Jadi Buron dan Lolos dari Intel Kejaksaan, Siapa Joko Tjandra?

ANTARA FOTO/Nova Wahyudi
Ilustrasi. Jaksa Agung ST Burhanuddin (tengah) mengakui buron kasus pengalihan hak tagih Bank Bali, Joko Sugiarto Tjandra, di Jakarta pada 8 Juni 2020 lolos dari pantauan intelijen Kejaksaan Agung.
Penulis: Sorta Tobing
2/7/2020, 14.12 WIB

Dua anak perusahaan Mulia Group, yaitu PT Mulia Intan Lestari dan PT Mulia Karya, memperoleh pinjaman dari Bank Bumi Daya (BBD), masing-masing sebesar US$ 75 juta dan US$ 50,45 juta. Pinjaman itu juga macet sehingga total tunggakannya mencapai US$ 150 juta.

Pada saat yang sama, Joko juga mengajukan kredit US$ 70 juta untuk membangun gedung perkantoran Wisma Mulia II di Jalan Gatot Subroto, Jakarta Selatan. Ia memakai anak usahanya yang lain, yaitu Karya Gemilang.

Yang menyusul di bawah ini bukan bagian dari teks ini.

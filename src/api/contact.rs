//! Contact page and contact message endpoints.

use axum::{
    extract::{Path, Query, State},
    Json,
};
use serde::{Deserialize, Serialize};
use serde_json::{json, Map, Value};

use super::{error, required_text, success, ApiResult};
use crate::contact;
use crate::db::Collection;
use crate::errors::AppError;
use crate::models::{
    ContactDetails, ContactMessage, ContactMessageRecord, CreateContactMessageRequest,
    MessageStatus, UpdateMessageStatusRequest,
};
use crate::whatsapp::{self, ChatHandoff};
use crate::AppState;

#[derive(Debug, Deserialize)]
pub struct MessageQuery {
    #[serde(default)]
    pub status: Option<MessageStatus>,
}

/// A stored contact message and the chat hand-off announcing it.
#[derive(Debug, Serialize)]
#[serde(rename_all = "camelCase")]
pub struct CreatedMessage {
    pub message: ContactMessage,
    pub whatsapp: ChatHandoff,
}

/// GET /api/contact - Store contact details and social links.
pub async fn get_contact_details(State(state): State<AppState>) -> ApiResult<ContactDetails> {
    let revision_id = state.repo.get_revision_id().await.unwrap_or(0);
    success(contact::contact_details(), revision_id)
}

fn validate_message(
    request: CreateContactMessageRequest,
) -> Result<ContactMessageRecord, AppError> {
    let required = |value: Option<&str>, field: &str| {
        required_text(value).ok_or_else(|| AppError::Validation(format!("{} is required", field)))
    };
    Ok(ContactMessageRecord {
        name: required(request.name.as_deref(), "Name")?,
        email: required(request.email.as_deref(), "Email")?,
        phone: required_text(request.phone.as_deref()),
        subject: required(request.subject.as_deref(), "Subject")?,
        message: required(request.message.as_deref(), "Message")?,
        status: MessageStatus::New,
    })
}

/// POST /api/contact-messages - Submit the contact form.
pub async fn create_contact_message(
    State(state): State<AppState>,
    Json(request): Json<CreateContactMessageRequest>,
) -> ApiResult<CreatedMessage> {
    let revision_id = state.repo.get_revision_id().await.unwrap_or(0);

    let record = match validate_message(request) {
        Ok(record) => record,
        Err(e) => return error(e, revision_id),
    };
    let body = match serde_json::to_value(&record) {
        Ok(Value::Object(map)) => map,
        Ok(_) => Map::new(),
        Err(e) => return error(e.into(), revision_id),
    };

    let id = contact::generate_message_id();
    match state
        .repo
        .insert_document(Collection::Messages, Some(&id), body)
        .await
    {
        Ok(doc) => {
            let new_revision = state.repo.get_revision_id().await.unwrap_or(revision_id);
            let message = ContactMessage {
                id: doc.id,
                record,
                created_at: doc.created_at,
                updated_at: doc.updated_at,
                version: doc.version,
            };
            // The store's published number stands in for an unset admin number
            let number = state
                .config
                .admin_whatsapp
                .as_deref()
                .unwrap_or(contact::STORE_WHATSAPP);
            let handoff =
                ChatHandoff::to_number(whatsapp::contact_message(&message), Some(number));
            tracing::info!(id = %message.id, "contact message received");
            success(
                CreatedMessage {
                    message,
                    whatsapp: handoff,
                },
                new_revision,
            )
        }
        Err(e) => error(e, revision_id),
    }
}

/// GET /api/admin/messages - List contact messages, newest first.
pub async fn list_messages(
    State(state): State<AppState>,
    Query(params): Query<MessageQuery>,
) -> ApiResult<Vec<ContactMessage>> {
    let revision_id = state.repo.get_revision_id().await.unwrap_or(0);

    match state.repo.list_messages(params.status).await {
        Ok(messages) => success(messages, revision_id),
        Err(e) => error(e, revision_id),
    }
}

/// GET /api/admin/messages/{id} - Get a single contact message.
pub async fn get_message(
    State(state): State<AppState>,
    Path(id): Path<String>,
) -> ApiResult<ContactMessage> {
    let revision_id = state.repo.get_revision_id().await.unwrap_or(0);

    match state.repo.get_message(&id).await {
        Ok(Some(message)) => success(message, revision_id),
        Ok(None) => error(AppError::not_found("Message", &id), revision_id),
        Err(e) => error(e, revision_id),
    }
}

/// PUT /api/admin/messages/{id}/status - Mark a message read or replied.
pub async fn update_message_status(
    State(state): State<AppState>,
    Path(id): Path<String>,
    Json(request): Json<UpdateMessageStatusRequest>,
) -> ApiResult<ContactMessage> {
    let revision_id = state.repo.get_revision_id().await.unwrap_or(0);

    let mut changes = Map::new();
    changes.insert("status".into(), json!(request.status.as_str()));

    let merged = state
        .repo
        .merge_document(Collection::Messages, &id, &changes, request.expected_version)
        .await;
    match merged.map(|doc| ContactMessage::from_document(&doc)) {
        Ok(message) => {
            let new_revision = state.repo.get_revision_id().await.unwrap_or(revision_id);
            success(message, new_revision)
        }
        Err(e) => error(e, revision_id),
    }
}

/// DELETE /api/admin/messages/{id} - Delete a contact message.
pub async fn delete_message(
    State(state): State<AppState>,
    Path(id): Path<String>,
) -> ApiResult<()> {
    let revision_id = state.repo.get_revision_id().await.unwrap_or(0);

    match state.repo.delete_document(Collection::Messages, &id).await {
        Ok(()) => {
            let new_revision = state.repo.get_revision_id().await.unwrap_or(revision_id);
            success((), new_revision)
        }
        Err(e) => error(e, revision_id),
    }
}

Pria kelahiran Sanggau, Kalimantan Barat, itu kemudian minta agar kredit Karya Gemilang dialihkan ke Mulia Intan Lestari dan disetujui oleh BBD. Hotel Mulia berhasil ia selesaikan dalam waktu hanya sembilan bulan dan mendapat banyak pujian. Tapi dalam sekejap bisnisnya hancur karena krisis moneter 1997. Mulia akhirnya tak membayar cicilan utang, meskipun sudah direstrukturisasi oleh BBD.

BBD akhirnya menyerahkan kredit macet itu ke Badan Penyehatan Perbankan Nasional (BPPN). Ketika itu, Joko tak pernah datang meladeni panggilan BPPN. Pemerintah akhirnya menempuh langkah hukum.

(Baca: Deretan Koruptor Lansia yang Berpeluang Bebas karena Penanganan Corona)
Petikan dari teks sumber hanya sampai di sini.